- [Instructions for the task]
Below are some entries. Repeat exactly the lines from the one with "normalizes a slot" through the one with "pub fn extract_prefix(name: &str)", and only those.
══════════
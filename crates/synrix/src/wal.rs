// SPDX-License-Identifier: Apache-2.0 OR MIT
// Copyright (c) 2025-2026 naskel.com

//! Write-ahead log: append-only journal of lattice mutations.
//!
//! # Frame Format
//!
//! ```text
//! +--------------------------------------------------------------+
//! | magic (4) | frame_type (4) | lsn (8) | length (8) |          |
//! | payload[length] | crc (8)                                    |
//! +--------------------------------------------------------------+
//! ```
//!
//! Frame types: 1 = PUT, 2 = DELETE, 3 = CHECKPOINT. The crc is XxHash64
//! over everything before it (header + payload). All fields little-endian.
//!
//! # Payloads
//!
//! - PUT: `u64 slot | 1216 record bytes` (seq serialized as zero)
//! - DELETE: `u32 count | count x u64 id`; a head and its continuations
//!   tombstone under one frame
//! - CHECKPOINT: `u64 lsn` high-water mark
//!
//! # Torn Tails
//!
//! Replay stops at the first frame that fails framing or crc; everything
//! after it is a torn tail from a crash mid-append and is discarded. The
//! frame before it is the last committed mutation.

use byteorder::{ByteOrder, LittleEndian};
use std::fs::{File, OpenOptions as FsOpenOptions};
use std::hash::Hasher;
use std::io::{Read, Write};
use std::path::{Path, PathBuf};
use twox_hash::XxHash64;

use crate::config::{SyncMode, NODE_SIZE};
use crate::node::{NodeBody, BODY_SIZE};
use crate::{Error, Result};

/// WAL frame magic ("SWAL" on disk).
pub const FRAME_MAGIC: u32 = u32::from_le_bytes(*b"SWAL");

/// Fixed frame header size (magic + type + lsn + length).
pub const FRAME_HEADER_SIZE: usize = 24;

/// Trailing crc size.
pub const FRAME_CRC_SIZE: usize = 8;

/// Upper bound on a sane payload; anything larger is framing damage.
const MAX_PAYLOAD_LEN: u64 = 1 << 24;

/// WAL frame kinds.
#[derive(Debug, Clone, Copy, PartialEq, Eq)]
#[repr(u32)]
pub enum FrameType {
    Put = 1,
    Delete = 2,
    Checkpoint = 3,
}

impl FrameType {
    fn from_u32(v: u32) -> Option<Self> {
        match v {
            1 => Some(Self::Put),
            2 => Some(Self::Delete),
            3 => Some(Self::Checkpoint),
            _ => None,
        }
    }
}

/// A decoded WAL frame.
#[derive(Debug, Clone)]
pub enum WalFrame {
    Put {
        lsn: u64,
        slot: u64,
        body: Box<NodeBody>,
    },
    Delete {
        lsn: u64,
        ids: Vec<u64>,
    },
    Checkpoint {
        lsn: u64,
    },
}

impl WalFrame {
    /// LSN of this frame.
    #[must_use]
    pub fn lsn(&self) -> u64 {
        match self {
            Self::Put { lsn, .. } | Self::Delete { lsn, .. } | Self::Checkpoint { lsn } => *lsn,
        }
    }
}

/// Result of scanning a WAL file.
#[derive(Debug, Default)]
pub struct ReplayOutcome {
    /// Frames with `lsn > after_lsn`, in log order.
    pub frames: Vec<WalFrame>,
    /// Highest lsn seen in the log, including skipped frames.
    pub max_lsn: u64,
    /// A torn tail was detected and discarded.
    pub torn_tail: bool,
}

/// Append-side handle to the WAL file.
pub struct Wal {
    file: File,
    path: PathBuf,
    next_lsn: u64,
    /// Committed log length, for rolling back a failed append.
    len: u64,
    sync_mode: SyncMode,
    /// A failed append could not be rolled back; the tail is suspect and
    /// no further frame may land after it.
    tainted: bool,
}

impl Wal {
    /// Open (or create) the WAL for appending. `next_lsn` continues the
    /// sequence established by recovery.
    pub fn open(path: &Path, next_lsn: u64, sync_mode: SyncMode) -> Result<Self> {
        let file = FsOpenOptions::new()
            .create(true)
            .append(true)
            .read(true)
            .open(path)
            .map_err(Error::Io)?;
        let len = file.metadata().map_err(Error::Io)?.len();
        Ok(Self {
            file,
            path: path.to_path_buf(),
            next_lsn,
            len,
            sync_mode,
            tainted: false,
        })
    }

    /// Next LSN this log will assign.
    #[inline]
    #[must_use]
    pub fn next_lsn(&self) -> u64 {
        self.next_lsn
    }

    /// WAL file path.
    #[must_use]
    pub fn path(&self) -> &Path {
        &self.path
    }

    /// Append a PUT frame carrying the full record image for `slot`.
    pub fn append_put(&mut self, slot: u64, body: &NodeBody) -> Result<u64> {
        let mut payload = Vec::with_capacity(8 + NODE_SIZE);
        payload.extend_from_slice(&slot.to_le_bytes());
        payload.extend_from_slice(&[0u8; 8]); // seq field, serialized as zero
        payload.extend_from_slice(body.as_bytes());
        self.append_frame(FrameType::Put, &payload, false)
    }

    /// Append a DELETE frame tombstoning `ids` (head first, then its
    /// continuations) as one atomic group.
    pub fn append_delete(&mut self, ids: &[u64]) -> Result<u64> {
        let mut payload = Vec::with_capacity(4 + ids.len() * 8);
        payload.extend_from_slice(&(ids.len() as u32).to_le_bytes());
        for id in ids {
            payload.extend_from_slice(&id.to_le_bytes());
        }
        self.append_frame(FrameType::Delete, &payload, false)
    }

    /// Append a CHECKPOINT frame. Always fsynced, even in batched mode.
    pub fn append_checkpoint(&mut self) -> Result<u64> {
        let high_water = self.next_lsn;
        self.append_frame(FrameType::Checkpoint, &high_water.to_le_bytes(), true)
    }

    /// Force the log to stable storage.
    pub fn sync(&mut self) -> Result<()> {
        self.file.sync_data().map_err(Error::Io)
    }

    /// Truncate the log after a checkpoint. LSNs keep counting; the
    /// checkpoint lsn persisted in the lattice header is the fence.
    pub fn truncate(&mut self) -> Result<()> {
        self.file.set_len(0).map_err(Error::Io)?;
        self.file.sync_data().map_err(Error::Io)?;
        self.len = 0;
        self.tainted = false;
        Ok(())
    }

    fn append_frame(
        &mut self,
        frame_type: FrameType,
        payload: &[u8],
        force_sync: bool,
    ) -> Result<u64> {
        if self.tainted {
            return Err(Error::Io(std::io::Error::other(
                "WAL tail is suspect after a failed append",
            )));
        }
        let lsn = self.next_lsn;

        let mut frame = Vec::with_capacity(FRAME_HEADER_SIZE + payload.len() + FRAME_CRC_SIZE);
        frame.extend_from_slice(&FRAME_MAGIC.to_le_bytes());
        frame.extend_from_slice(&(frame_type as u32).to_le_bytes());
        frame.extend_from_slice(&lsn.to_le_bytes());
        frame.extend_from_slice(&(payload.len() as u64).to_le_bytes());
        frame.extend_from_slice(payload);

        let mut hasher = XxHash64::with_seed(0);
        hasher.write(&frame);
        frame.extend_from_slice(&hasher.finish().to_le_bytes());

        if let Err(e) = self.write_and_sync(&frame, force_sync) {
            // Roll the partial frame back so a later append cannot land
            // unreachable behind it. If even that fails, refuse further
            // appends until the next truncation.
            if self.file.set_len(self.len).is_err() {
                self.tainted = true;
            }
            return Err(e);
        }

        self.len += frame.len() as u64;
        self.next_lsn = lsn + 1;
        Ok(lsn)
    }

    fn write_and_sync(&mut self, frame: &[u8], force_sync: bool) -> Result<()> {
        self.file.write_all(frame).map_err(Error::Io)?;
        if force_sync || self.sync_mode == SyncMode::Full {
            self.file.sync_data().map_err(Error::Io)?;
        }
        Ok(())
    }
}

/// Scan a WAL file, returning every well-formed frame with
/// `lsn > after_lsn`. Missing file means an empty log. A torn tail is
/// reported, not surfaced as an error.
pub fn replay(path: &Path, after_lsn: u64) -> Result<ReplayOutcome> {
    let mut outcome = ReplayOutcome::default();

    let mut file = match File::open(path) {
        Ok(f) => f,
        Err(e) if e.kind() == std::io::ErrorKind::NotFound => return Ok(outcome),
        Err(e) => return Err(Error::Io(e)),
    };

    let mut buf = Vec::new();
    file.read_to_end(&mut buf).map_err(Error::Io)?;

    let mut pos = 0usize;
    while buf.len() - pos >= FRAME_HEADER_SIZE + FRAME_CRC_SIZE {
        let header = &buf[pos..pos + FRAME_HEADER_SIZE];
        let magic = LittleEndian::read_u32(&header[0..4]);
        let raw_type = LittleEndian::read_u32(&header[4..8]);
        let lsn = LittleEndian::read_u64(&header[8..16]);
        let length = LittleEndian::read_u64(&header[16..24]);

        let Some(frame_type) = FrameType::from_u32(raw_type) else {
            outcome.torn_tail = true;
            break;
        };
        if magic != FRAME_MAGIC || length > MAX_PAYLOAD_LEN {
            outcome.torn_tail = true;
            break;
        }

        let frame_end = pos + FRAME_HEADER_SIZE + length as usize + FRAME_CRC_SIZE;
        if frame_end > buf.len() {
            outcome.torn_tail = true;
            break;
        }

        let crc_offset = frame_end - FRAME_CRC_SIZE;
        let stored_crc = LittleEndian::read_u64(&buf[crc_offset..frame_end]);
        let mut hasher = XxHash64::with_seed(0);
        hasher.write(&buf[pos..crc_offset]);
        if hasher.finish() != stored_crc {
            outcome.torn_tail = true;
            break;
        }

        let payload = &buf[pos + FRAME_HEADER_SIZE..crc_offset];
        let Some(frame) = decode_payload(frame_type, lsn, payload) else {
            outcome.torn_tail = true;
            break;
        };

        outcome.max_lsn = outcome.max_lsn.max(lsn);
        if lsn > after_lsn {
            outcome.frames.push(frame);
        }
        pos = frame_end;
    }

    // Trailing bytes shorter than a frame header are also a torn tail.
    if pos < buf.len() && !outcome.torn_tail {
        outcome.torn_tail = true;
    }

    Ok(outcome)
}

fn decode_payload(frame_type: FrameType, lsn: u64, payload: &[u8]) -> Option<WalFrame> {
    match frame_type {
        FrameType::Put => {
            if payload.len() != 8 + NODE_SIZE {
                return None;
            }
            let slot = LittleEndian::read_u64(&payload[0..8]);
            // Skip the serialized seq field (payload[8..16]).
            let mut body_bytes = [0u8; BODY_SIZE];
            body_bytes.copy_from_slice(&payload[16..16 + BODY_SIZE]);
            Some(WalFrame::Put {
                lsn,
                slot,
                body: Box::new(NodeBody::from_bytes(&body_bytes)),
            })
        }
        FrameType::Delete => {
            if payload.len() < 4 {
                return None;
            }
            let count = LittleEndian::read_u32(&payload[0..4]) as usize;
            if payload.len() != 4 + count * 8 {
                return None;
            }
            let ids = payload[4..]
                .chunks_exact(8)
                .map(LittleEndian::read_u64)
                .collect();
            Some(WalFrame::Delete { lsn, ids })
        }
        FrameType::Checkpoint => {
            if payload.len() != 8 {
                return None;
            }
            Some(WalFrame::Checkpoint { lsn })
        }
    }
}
══════════
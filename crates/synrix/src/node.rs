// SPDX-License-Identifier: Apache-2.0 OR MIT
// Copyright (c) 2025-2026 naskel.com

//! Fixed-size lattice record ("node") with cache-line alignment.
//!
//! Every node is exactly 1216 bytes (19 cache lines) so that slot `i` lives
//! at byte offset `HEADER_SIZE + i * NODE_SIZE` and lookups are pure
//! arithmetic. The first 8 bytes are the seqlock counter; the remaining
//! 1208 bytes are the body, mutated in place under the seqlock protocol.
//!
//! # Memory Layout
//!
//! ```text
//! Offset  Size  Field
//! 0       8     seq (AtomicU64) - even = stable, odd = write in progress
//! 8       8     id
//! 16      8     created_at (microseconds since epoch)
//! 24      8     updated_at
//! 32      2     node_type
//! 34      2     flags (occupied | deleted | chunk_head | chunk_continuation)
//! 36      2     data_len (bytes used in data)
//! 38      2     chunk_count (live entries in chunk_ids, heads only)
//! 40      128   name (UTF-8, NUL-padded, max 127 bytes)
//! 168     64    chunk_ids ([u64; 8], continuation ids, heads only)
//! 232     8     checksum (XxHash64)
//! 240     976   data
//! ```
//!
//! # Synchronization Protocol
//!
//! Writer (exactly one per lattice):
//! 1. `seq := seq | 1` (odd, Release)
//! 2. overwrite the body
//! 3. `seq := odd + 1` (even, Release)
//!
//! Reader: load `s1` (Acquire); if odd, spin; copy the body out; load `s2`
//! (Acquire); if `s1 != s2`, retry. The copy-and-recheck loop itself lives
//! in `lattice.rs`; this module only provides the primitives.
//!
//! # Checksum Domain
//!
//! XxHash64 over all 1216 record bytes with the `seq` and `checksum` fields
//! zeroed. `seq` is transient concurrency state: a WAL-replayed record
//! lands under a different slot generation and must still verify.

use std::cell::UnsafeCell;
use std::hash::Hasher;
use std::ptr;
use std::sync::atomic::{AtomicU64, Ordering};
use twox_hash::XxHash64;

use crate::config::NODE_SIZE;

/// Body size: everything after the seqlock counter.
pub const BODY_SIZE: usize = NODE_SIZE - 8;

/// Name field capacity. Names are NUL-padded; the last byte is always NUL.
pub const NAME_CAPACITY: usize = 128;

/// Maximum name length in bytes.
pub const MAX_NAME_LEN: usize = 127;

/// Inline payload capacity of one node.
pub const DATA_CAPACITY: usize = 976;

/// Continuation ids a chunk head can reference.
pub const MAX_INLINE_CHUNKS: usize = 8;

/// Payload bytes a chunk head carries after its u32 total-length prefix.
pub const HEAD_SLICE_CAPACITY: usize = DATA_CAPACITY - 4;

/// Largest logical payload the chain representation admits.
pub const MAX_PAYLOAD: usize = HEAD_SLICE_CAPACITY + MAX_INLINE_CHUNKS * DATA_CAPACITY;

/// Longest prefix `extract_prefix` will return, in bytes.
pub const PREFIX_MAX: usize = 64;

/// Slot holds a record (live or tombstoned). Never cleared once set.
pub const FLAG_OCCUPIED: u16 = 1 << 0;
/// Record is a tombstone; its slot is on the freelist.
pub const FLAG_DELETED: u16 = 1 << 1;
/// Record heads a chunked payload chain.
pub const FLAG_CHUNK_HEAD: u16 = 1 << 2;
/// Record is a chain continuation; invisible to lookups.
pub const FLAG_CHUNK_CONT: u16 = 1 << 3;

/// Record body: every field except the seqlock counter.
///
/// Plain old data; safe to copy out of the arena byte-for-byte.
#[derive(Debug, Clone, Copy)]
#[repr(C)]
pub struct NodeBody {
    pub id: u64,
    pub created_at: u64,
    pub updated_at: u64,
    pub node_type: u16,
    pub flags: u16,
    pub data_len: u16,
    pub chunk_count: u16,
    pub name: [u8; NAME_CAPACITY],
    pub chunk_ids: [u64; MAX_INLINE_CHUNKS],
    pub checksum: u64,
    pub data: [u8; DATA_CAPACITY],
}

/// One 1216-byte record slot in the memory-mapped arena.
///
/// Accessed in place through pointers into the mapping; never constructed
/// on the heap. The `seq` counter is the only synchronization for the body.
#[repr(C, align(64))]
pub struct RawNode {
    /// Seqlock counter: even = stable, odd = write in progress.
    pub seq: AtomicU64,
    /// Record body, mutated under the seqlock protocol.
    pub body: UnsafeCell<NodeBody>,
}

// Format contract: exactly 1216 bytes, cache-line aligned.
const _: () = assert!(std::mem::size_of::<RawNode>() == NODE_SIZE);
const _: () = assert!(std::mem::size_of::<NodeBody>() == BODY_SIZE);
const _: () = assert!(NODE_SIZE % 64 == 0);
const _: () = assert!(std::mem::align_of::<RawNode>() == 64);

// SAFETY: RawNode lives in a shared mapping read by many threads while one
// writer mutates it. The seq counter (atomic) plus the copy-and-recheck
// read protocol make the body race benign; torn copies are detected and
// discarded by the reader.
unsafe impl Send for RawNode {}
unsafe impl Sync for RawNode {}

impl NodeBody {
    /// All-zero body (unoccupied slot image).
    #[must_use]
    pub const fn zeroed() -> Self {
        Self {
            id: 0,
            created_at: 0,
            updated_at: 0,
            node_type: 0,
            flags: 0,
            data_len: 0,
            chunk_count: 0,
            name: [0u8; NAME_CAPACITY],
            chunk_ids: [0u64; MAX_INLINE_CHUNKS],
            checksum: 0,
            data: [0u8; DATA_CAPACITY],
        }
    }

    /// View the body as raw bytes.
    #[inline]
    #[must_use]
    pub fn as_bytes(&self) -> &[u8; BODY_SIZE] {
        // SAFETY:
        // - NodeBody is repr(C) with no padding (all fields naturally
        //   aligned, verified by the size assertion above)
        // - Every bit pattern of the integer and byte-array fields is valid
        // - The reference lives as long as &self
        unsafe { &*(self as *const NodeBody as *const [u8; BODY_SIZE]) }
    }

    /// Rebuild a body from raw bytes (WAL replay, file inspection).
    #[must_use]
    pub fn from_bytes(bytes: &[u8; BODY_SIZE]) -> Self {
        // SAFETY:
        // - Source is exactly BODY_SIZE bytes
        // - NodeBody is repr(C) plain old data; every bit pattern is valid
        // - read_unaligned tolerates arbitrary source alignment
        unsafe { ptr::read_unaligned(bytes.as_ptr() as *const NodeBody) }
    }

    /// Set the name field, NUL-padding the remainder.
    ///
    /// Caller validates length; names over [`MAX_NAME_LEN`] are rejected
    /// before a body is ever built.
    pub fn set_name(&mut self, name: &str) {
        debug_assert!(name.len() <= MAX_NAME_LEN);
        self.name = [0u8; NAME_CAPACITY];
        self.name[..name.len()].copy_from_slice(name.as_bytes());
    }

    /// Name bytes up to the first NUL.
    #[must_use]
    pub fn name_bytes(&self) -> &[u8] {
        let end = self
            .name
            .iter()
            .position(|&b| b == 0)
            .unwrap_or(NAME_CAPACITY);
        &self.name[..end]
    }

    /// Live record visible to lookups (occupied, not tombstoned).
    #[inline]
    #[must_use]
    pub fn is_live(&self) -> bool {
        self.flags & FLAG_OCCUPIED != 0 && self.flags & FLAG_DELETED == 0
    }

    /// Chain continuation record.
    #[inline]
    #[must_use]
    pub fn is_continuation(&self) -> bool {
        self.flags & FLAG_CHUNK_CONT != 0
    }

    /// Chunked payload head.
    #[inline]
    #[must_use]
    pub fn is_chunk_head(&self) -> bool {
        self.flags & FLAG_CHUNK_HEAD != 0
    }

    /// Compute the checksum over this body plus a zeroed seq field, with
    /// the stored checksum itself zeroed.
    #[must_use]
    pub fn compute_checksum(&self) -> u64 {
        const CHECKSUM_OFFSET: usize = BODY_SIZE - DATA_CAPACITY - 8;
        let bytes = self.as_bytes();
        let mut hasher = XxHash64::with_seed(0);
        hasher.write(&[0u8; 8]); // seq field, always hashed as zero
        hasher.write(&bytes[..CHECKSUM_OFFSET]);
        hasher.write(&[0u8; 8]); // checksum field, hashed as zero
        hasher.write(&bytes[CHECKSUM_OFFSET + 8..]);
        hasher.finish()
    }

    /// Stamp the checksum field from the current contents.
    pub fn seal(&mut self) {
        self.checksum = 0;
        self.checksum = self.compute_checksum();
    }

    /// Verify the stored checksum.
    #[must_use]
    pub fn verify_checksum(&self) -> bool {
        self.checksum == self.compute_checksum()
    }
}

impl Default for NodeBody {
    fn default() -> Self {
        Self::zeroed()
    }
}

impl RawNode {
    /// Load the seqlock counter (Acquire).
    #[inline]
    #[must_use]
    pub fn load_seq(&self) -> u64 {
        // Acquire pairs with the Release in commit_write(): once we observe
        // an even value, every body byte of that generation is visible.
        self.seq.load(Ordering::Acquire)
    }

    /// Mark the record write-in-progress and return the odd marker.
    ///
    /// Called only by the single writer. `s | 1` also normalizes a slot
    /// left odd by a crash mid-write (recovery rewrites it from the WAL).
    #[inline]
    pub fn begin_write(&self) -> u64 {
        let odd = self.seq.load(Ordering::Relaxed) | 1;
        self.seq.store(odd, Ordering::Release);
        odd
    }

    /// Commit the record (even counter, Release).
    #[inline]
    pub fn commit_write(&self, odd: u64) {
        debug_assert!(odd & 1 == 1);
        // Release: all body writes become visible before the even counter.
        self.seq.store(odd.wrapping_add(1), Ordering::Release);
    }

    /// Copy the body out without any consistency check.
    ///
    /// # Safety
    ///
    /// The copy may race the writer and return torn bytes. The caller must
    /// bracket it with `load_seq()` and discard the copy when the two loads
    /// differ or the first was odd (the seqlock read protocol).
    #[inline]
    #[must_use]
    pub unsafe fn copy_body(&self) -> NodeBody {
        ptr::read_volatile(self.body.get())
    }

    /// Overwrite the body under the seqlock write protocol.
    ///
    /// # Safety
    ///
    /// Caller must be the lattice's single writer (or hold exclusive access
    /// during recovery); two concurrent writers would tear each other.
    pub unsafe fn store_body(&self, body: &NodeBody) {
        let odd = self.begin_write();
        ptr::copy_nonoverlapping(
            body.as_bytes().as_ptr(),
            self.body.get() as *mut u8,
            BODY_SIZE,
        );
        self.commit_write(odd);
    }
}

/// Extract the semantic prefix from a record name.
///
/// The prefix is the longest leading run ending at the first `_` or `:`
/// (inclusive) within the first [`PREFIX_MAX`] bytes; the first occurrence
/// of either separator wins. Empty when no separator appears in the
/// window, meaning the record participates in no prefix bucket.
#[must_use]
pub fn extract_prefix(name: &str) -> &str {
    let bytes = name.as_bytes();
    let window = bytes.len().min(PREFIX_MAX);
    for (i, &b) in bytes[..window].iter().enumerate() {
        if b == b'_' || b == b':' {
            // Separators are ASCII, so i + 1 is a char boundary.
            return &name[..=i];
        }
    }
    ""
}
══════════
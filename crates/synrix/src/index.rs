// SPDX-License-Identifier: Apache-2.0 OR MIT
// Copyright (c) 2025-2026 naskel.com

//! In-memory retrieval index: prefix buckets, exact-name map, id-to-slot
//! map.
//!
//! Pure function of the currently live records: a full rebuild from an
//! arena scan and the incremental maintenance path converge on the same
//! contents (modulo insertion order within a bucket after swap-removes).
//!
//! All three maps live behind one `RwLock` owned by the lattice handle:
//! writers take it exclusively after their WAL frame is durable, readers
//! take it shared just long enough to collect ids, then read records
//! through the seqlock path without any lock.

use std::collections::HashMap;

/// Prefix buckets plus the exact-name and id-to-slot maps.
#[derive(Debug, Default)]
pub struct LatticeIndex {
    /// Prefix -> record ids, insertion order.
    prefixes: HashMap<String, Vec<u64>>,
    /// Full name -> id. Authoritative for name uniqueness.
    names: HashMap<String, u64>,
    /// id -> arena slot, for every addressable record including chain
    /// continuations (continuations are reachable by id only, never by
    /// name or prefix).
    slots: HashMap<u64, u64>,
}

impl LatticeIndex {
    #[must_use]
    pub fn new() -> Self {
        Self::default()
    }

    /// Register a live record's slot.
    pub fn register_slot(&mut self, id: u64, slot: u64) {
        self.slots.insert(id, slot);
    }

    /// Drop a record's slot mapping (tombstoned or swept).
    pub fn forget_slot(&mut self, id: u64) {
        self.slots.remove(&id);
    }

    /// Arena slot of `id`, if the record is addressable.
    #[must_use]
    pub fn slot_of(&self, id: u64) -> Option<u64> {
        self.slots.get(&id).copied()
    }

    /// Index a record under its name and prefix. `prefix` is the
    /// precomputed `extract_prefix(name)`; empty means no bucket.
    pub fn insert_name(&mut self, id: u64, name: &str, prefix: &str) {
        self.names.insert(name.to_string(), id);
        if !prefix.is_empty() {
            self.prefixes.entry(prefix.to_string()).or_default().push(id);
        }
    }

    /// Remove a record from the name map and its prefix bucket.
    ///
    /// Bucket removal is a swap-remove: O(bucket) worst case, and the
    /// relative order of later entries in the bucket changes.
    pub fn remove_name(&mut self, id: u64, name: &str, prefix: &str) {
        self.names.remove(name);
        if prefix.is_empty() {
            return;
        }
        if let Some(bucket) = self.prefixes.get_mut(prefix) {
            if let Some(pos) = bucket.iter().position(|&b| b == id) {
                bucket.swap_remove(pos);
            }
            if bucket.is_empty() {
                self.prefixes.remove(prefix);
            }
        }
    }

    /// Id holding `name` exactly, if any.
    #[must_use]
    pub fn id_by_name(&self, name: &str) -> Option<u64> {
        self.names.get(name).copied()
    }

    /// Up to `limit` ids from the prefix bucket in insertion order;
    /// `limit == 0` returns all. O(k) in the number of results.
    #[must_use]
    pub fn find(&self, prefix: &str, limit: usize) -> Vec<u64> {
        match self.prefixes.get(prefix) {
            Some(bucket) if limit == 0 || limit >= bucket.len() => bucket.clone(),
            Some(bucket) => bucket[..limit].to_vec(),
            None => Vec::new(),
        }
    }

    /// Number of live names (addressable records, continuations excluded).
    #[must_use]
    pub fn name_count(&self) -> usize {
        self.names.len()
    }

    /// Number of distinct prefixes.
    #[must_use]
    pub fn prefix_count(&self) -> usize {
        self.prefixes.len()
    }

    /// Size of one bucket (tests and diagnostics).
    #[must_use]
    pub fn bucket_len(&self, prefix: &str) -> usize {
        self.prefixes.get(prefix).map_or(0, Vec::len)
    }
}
══════════
- [Answer to the problem]
    /// Called only by the single writer. `s | 1` also normalizes a slot
    /// left odd by a crash mid-write (recovery rewrites it from the WAL).
    #[inline]
    pub fn begin_write(&self) -> u64 {
        let odd = self.seq.load(Ordering::Relaxed) | 1;
        self.seq.store(odd, Ordering::Release);
        odd
    }

    /// Commit the record (even counter, Release).
    #[inline]
    pub fn commit_write(&self, odd: u64) {
        debug_assert!(odd & 1 == 1);
        // Release: all body writes become visible before the even counter.
        self.seq.store(odd.wrapping_add(1), Ordering::Release);
    }

    /// Copy the body out without any consistency check.
    ///
    /// # Safety
    ///
    /// The copy may race the writer and return torn bytes. The caller must
    /// bracket it with `load_seq()` and discard the copy when the two loads
    /// differ or the first was odd (the seqlock read protocol).
    #[inline]
    #[must_use]
    pub unsafe fn copy_body(&self) -> NodeBody {
        ptr::read_volatile(self.body.get())
    }

    /// Overwrite the body under the seqlock write protocol.
    ///
    /// # Safety
    ///
    /// Caller must be the lattice's single writer (or hold exclusive access
    /// during recovery); two concurrent writers would tear each other.
    pub unsafe fn store_body(&self, body: &NodeBody) {
        let odd = self.begin_write();
        ptr::copy_nonoverlapping(
            body.as_bytes().as_ptr(),
            self.body.get() as *mut u8,
            BODY_SIZE,
        );
        self.commit_write(odd);
    }
}

/// Extract the semantic prefix from a record name.
///
/// The prefix is the longest leading run ending at the first `_` or `:`
/// (inclusive) within the first [`PREFIX_MAX`] bytes; the first occurrence
/// of either separator wins. Empty when no separator appears in the
/// window, meaning the record participates in no prefix bucket.
#[must_use]
pub fn extract_prefix(name: &str) -> &str {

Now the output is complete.